Task requirements
Show each line of the records in which the word "QuotaExceeded" occurs.

Provided data
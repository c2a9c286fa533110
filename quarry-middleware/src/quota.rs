//! Quota-aware source wrapper.

use std::sync::{Arc, Mutex, PoisonError};
use std::time::{Duration, Instant};

use async_trait::async_trait;
use chrono::NaiveDate;
use quarry_core::{
    Middleware, PeriodType, QuarryError, QuotaConfig, QuotaState, RawPeriodRecord, SourceAdapter,
    SourceKey, Symbol,
};

/// Wrapper that enforces a fixed-window call budget on its inner source.
pub struct QuotaAwareSource {
    inner: Arc<dyn SourceAdapter>,
    runtime: Mutex<QuotaRuntime>,
}

struct QuotaRuntime {
    limit: u64,
    window: Duration,
    calls_made_in_window: u64,
    last_reset: Instant,
}

impl QuotaRuntime {
    fn roll_window(&mut self, now: Instant) {
        let elapsed = now.duration_since(self.last_reset);
        if elapsed < self.window {
            return;
        }
        self.calls_made_in_window = 0;
        // Advance by whole windows so boundaries stay aligned across idle gaps.
        let windows_passed = elapsed.as_nanos() / self.window.as_nanos().max(1);
        let offset = Duration::from_nanos(
            (windows_passed * self.window.as_nanos())
                .try_into()
                .unwrap_or(u64::MAX),
        );
        self.last_reset += offset;
    }

    fn reset_in(&self, now: Instant) -> Duration {
        self.window
            .saturating_sub(now.duration_since(self.last_reset))
    }
}

impl QuotaAwareSource {
    /// Create a new quota-aware wrapper around an existing source.
    pub fn new(inner: Arc<dyn SourceAdapter>, config: QuotaConfig) -> Self {
        Self {
            inner,
            runtime: Mutex::new(QuotaRuntime {
                limit: config.limit,
                window: config.window,
                calls_made_in_window: 0,
                last_reset: Instant::now(),
            }),
        }
    }

    /// Access the inner source.
    pub fn inner(&self) -> &Arc<dyn SourceAdapter> {
        &self.inner
    }

    /// Consume one unit of budget if available.
    ///
    /// # Errors
    /// Returns `QuarryError::QuotaExceeded` when the current window is exhausted.
    pub fn should_allow_call(&self) -> Result<(), QuarryError> {
        let mut rt = self.runtime.lock().unwrap_or_else(PoisonError::into_inner);
        let now = Instant::now();
        rt.roll_window(now);
        if rt.calls_made_in_window < rt.limit {
            rt.calls_made_in_window += 1;
            return Ok(());
        }
        Err(QuarryError::QuotaExceeded {
            remaining: 0,
            reset_in_ms: rt.reset_in(now).as_millis().try_into().unwrap_or(u64::MAX),
        })
    }

    /// Snapshot of the current budget.
    pub fn state(&self) -> QuotaState {
        let mut rt = self.runtime.lock().unwrap_or_else(PoisonError::into_inner);
        let now = Instant::now();
        rt.roll_window(now);
        QuotaState {
            limit: rt.limit,
            remaining: rt.limit.saturating_sub(rt.calls_made_in_window),
            reset_in: rt.reset_in(now),
        }
    }
}

#[async_trait]
impl SourceAdapter for QuotaAwareSource {
    fn key(&self) -> SourceKey {
        self.inner.key()
    }

    async fn fetch(
        &self,
        symbol: &Symbol,
        period_type: PeriodType,
        since: NaiveDate,
    ) -> Result<Vec<RawPeriodRecord>, QuarryError> {
        self.should_allow_call()?;
        self.inner.fetch(symbol, period_type, since).await
    }
}

/// Middleware config for constructing a [`QuotaAwareSource`].
pub struct QuotaMiddleware {
    /// Budget applied to the wrapped source.
    pub config: QuotaConfig,
}

impl QuotaMiddleware {
    /// Create the middleware from a quota budget.
    #[must_use]
    pub const fn new(config: QuotaConfig) -> Self {
        Self { config }
    }
}

impl Middleware for QuotaMiddleware {
    fn apply(self: Box<Self>, inner: Arc<dyn SourceAdapter>) -> Arc<dyn SourceAdapter> {
        Arc::new(QuotaAwareSource::new(inner, self.config))
    }

    fn name(&self) -> &'static str {
        "QuotaAwareSource"
    }

    fn config_json(&self) -> serde_json::Value {
        serde_json::json!({
            "limit": self.config.limit,
            "window_ms": self.config.window.as_millis(),
        })
    }
}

Written solution
    /// Returns `QuarryError::QuotaExceeded` when the current window is exhausted.
        Err(QuarryError::QuotaExceeded {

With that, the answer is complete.